O.G. : « Les plateformes de prêt n’évoluent pas dans un marché international mais plutôt multi-local. De la même manière que les géants anglos-saxons ne viennent pas en Europe, on ne veut pas y aller non plus car cela nécessiterait de reconstruire notre base de prêteurs. En effet, nous doutons que ces derniers, à cause du risque de change, accepteraient facilement d’investir en livres ou en dollars. »

Une autre de vos caractéristiques est de faire cohabiter investisseurs institutionnels et particuliers - et vous avez été accusé pour cela de trahir l’esprit du crowdfunding. Les premiers n’empiètent-ils effectivement pas trop sur les derniers ?

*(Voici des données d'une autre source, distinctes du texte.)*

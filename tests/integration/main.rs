//! Integration test driver for `tests/integration/` submodule.
//!
//! Each `mod` below maps to a file that exercises a subsystem end to end
//! against mock adapters. All tests run on the host with no real GPIO
//! required.

mod command_flow_tests;
mod maintained_call_tests;
mod mock_hw;
//! Unified error types for the fireplace controller.
//!
//! A single `Error` enum that every subsystem converts into, keeping the
//! command dispatcher's error handling uniform. Configuration problems are
//! fatal before any relay is driven; GPIO failures abort the in-progress
//! sequence after one forced return to INACTIVE; cancellation is the only
//! locally recovered case and is surfaced as an `Outcome`, not an error,
//! at the dispatch boundary.

use std::fmt;

// ---------------------------------------------------------------------------
// Top-level controller error
// ---------------------------------------------------------------------------

/// Every fallible operation in the controller funnels into this type.
#[derive(Debug, Clone, PartialEq, Eq)]
pub enum Error {
    /// Relay bindings or command arguments are invalid. Raised before any
    /// actuation; no relay is ever driven on this path.
    Config(ConfigError),
    /// The GPIO device could not be acquired or a write failed.
    Gpio(GpioError),
    /// The command was interrupted mid-sequence. The fail-safe shutdown
    /// path has already run by the time this surfaces.
    Cancelled,
}

impl fmt::Display for Error {
    fn fmt(&self, f: &mut fmt::Formatter<'_>) -> fmt::Result {
        match self {
            Self::Config(e) => write!(f, "config: {e}"),
            Self::Gpio(e) => write!(f, "gpio: {e}"),
            Self::Cancelled => write!(f, "cancelled"),
        }
    }
}

impl std::error::Error for Error {
    fn source(&self) -> Option<&(dyn std::error::Error + 'static)> {
        match self {
            Self::Config(e) => Some(e),
            Self::Gpio(e) => Some(e),
            Self::Cancelled => None,
        }
    }
}

// ---------------------------------------------------------------------------
// Configuration errors
// ---------------------------------------------------------------------------

#[derive(Debug, Clone, PartialEq, Eq)]
pub enum ConfigError {
    /// A relay name was registered twice.
    DuplicateName(String),
    /// A BCM pin is already bound to a different relay name.
    PinAlreadyBound { pin: u8, name: String },
    /// A relay reference did not match any registered name, alias,
    /// or bare BCM pin number.
    UnknownRelay(String),
    /// A required relay reference was not supplied (flag or env var).
    MissingRelay(&'static str),
}

impl fmt::Display for ConfigError {
    fn fmt(&self, f: &mut fmt::Formatter<'_>) -> fmt::Result {
        match self {
            Self::DuplicateName(name) => write!(f, "relay '{name}' already registered"),
            Self::PinAlreadyBound { pin, name } => {
                write!(f, "BCM pin {pin} already bound to relay '{name}'")
            }
            Self::UnknownRelay(r) => write!(f, "unknown relay '{r}'"),
            Self::MissingRelay(hint) => write!(f, "no relay given: {hint}"),
        }
    }
}

impl std::error::Error for ConfigError {}

impl From<ConfigError> for Error {
    fn from(e: ConfigError) -> Self {
        Self::Config(e)
    }
}

// ---------------------------------------------------------------------------
// GPIO access errors
// ---------------------------------------------------------------------------

#[derive(Debug, Clone, PartialEq, Eq)]
pub enum GpioError {
    /// The output device for a pin could not be acquired.
    AcquireFailed { pin: u8, detail: String },
    /// A level write to an already-acquired pin failed.
    WriteFailed { pin: u8, detail: String },
    /// This build has no real GPIO backend (compiled without the `rpi`
    /// feature) and the command was not a dry run.
    Unavailable(&'static str),
}

impl fmt::Display for GpioError {
    fn fmt(&self, f: &mut fmt::Formatter<'_>) -> fmt::Result {
        match self {
            Self::AcquireFailed { pin, detail } => {
                write!(f, "failed to acquire BCM pin {pin}: {detail}")
            }
            Self::WriteFailed { pin, detail } => {
                write!(f, "write to BCM pin {pin} failed: {detail}")
            }
            Self::Unavailable(msg) => write!(f, "GPIO unavailable: {msg}"),
        }
    }
}

impl std::error::Error for GpioError {}

impl From<GpioError> for Error {
    fn from(e: GpioError) -> Self {
        Self::Gpio(e)
    }
}

// ---------------------------------------------------------------------------
// Convenience Result alias
// ---------------------------------------------------------------------------

/// Crate-wide `Result` alias.
pub type Result<T> = std::result::Result<T, Error>;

O.G. : « Notre métier n’est pas de faire du crowdfunding au sens littéral du terme mais de financer des PME. Sur les 340 millions précédemment évoqués, 30% ont été apportés par des épargnants [quelque 100 millions, ndlr]. C’est donc plus que la totalité de l’argent transitant sur les plateformes purement « crowd ». Mais, même si c’était moins, on s’en moque un peu. Notre métier est de faciliter le financement des entreprises, pas de lever de l’argent auprès de tel type ou tel type d’investisseur. »

Vous restez d’ailleurs bien mystérieux sur vos propres performances…

« Peu d’industries sont aussi lisibles » que la finance participative

O.G. : « Je ne crois pas. La transparence sur nos performances est de mise. Vous avez même accès mensuellement à nos statistiques complètes depuis notre page d’accueil. Peu d’industries sont aussi lisibles. Concernant la société October elle-même, nous ne sommes pas rentables car accroitre notre présence en Europe nécessite de lourds investissements. Mais nous sommes suffisamment financés pour y faire face. En atteste notre dernière levée de fonds de 32 millions d’euros en juin 2018 [October a levé depuis son lancement plus de 51 millions d’euros en 3 tours de table, ndlr]. Nous ne communiquons pas sur notre chiffre d’affaires. Mais il est facile d’en connaître une approximation. Vous connaissez le montant que l’on a prêté [111 millions d’euros pour 2018, ndlr] et le pourcentage que l’on prélève [3% du montant emprunté, soit un chiffre d’affaires d’au moins 3,3 millions d’euros. Mais, October tire aussi une partie importante de ses revenus à chaque échéance remboursée par les PME, au travers d'une commission sur le capital restant dû, ndlr]. »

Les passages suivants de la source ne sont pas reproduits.